— Stored data —
○ ○ ○

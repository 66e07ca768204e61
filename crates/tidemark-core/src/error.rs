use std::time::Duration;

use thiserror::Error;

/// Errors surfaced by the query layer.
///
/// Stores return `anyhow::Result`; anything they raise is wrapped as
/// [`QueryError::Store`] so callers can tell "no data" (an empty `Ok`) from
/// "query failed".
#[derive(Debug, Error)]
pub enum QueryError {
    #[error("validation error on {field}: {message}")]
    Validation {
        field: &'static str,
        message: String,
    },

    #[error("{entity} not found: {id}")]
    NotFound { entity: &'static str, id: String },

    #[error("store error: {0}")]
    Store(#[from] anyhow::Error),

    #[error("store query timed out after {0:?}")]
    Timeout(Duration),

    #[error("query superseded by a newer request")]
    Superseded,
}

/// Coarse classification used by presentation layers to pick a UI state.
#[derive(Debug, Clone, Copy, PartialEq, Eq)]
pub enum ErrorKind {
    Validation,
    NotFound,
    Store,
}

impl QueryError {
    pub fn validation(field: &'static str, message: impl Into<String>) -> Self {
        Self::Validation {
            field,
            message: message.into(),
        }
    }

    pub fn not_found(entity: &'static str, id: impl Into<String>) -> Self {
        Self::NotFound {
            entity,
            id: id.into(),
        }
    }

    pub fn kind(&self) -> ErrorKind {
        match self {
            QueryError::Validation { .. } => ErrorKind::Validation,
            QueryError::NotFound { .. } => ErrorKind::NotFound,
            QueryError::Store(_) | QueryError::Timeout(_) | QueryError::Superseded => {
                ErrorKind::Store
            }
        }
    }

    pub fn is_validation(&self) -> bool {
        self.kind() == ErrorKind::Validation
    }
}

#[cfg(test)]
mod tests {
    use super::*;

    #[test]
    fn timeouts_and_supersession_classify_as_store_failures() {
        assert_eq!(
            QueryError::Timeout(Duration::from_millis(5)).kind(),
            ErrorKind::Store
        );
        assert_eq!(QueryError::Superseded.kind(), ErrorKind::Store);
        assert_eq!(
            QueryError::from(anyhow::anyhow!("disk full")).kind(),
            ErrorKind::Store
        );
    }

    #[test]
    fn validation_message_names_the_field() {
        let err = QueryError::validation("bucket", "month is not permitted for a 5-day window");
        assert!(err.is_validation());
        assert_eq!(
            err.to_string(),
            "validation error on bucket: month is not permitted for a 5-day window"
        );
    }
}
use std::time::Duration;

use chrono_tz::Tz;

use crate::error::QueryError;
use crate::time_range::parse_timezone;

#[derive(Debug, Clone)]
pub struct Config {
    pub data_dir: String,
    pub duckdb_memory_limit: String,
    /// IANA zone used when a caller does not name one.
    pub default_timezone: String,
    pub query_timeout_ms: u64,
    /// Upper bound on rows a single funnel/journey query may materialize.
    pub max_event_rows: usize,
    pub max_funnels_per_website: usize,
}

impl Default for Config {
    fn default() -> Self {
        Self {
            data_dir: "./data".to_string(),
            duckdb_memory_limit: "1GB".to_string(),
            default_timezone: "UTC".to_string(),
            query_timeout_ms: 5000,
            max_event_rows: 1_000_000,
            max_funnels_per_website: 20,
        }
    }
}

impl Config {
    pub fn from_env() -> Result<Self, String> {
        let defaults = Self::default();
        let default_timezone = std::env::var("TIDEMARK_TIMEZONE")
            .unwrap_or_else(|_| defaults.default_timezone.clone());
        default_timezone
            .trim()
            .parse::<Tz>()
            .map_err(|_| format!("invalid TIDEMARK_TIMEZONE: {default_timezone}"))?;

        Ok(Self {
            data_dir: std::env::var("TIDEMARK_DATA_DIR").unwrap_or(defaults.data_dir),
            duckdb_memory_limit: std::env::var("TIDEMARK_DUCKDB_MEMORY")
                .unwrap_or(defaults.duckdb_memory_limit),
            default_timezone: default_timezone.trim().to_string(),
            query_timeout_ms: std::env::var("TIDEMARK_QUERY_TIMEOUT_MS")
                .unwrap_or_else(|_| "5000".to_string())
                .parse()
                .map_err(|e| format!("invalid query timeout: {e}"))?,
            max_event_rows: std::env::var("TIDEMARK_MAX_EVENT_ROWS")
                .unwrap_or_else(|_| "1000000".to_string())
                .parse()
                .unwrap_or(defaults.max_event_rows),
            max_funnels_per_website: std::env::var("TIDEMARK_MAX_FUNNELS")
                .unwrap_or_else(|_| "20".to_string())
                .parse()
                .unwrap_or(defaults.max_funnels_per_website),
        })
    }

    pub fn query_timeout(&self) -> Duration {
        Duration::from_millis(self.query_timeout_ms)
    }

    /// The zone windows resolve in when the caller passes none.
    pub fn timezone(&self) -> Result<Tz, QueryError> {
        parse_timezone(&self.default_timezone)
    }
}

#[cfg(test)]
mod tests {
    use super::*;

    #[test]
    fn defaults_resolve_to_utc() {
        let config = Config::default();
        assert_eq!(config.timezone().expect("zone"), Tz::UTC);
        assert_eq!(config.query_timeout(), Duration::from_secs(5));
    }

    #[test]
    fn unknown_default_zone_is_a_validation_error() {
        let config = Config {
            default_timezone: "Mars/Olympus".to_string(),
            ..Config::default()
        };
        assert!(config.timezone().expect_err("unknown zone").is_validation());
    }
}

○ ○ ○

— Activity —
Give back the full listing, exactly as it stands.

— Result for this task —
repository 66e07ca768204e61
filename crates/tidemark-core/src/error.rs
use std::time::Duration;

use thiserror::Error;

/// Errors surfaced by the query layer.
///
/// Stores return `anyhow::Result`; anything they raise is wrapped as
/// [`QueryError::Store`] so callers can tell "no data" (an empty `Ok`) from
/// "query failed".
#[derive(Debug, Error)]
pub enum QueryError {
    #[error("validation error on {field}: {message}")]
    Validation {
        field: &'static str,
        message: String,
    },

    #[error("{entity} not found: {id}")]
    NotFound { entity: &'static str, id: String },

    #[error("store error: {0}")]
    Store(#[from] anyhow::Error),

    #[error("store query timed out after {0:?}")]
    Timeout(Duration),

    #[error("query superseded by a newer request")]
    Superseded,
}

/// Coarse classification used by presentation layers to pick a UI state.
#[derive(Debug, Clone, Copy, PartialEq, Eq)]
pub enum ErrorKind {
    Validation,
    NotFound,
    Store,
}

impl QueryError {
    pub fn validation(field: &'static str, message: impl Into<String>) -> Self {
        Self::Validation {
            field,
            message: message.into(),
        }
    }

    pub fn not_found(entity: &'static str, id: impl Into<String>) -> Self {
        Self::NotFound {
            entity,
            id: id.into(),
        }
    }

    pub fn kind(&self) -> ErrorKind {
        match self {
            QueryError::Validation { .. } => ErrorKind::Validation,
            QueryError::NotFound { .. } => ErrorKind::NotFound,
            QueryError::Store(_) | QueryError::Timeout(_) | QueryError::Superseded => {
                ErrorKind::Store
            }
        }
    }

    pub fn is_validation(&self) -> bool {
        self.kind() == ErrorKind::Validation
    }
}

#[cfg(test)]
mod tests {
    use super::*;

    #[test]
    fn timeouts_and_supersession_classify_as_store_failures() {
        assert_eq!(
            QueryError::Timeout(Duration::from_millis(5)).kind(),
            ErrorKind::Store
        );
        assert_eq!(QueryError::Superseded.kind(), ErrorKind::Store);
        assert_eq!(
            QueryError::from(anyhow::anyhow!("disk full")).kind(),
            ErrorKind::Store
        );
    }

    #[test]
    fn validation_message_names_the_field() {
        let err = QueryError::validation("bucket", "month is not permitted for a 5-day window");
        assert!(err.is_validation());
        assert_eq!(
            err.to_string(),
            "validation error on bucket: month is not permitted for a 5-day window"
        );
    }
}
use std::time::Duration;

use chrono_tz::Tz;

use crate::error::QueryError;
use crate::time_range::parse_timezone;

#[derive(Debug, Clone)]
pub struct Config {
    pub data_dir: String,
    pub duckdb_memory_limit: String,
    /// IANA zone used when a caller does not name one.
    pub default_timezone: String,
    pub query_timeout_ms: u64,
    /// Upper bound on rows a single funnel/journey query may materialize.
    pub max_event_rows: usize,
    pub max_funnels_per_website: usize,
}

impl Default for Config {
    fn default() -> Self {
        Self {
            data_dir: "./data".to_string(),
            duckdb_memory_limit: "1GB".to_string(),
            default_timezone: "UTC".to_string(),
            query_timeout_ms: 5000,
            max_event_rows: 1_000_000,
            max_funnels_per_website: 20,
        }
    }
}

impl Config {
    pub fn from_env() -> Result<Self, String> {
        let defaults = Self::default();
        let default_timezone = std::env::var("TIDEMARK_TIMEZONE")
            .unwrap_or_else(|_| defaults.default_timezone.clone());
        default_timezone
            .trim()
            .parse::<Tz>()
            .map_err(|_| format!("invalid TIDEMARK_TIMEZONE: {default_timezone}"))?;

        Ok(Self {
            data_dir: std::env::var("TIDEMARK_DATA_DIR").unwrap_or(defaults.data_dir),
            duckdb_memory_limit: std::env::var("TIDEMARK_DUCKDB_MEMORY")
                .unwrap_or(defaults.duckdb_memory_limit),
            default_timezone: default_timezone.trim().to_string(),
            query_timeout_ms: std::env::var("TIDEMARK_QUERY_TIMEOUT_MS")
                .unwrap_or_else(|_| "5000".to_string())
                .parse()
                .map_err(|e| format!("invalid query timeout: {e}"))?,
            max_event_rows: std::env::var("TIDEMARK_MAX_EVENT_ROWS")
                .unwrap_or_else(|_| "1000000".to_string())
                .parse()
                .unwrap_or(defaults.max_event_rows),
            max_funnels_per_website: std::env::var("TIDEMARK_MAX_FUNNELS")
                .unwrap_or_else(|_| "20".to_string())
                .parse()
                .unwrap_or(defaults.max_funnels_per_website),
        })
    }

    pub fn query_timeout(&self) -> Duration {
        Duration::from_millis(self.query_timeout_ms)
    }

    /// The zone windows resolve in when the caller passes none.
    pub fn timezone(&self) -> Result<Tz, QueryError> {
        parse_timezone(&self.default_timezone)
    }
}

#[cfg(test)]
mod tests {
    use super::*;

    #[test]
    fn defaults_resolve_to_utc() {
        let config = Config::default();
        assert_eq!(config.timezone().expect("zone"), Tz::UTC);
        assert_eq!(config.query_timeout(), Duration::from_secs(5));
    }

    #[test]
    fn unknown_default_zone_is_a_validation_error() {
        let config = Config {
            default_timezone: "Mars/Olympus".to_string(),
            ..Config::default()
        };
        assert!(config.timezone().expect_err("unknown zone").is_validation());
    }
}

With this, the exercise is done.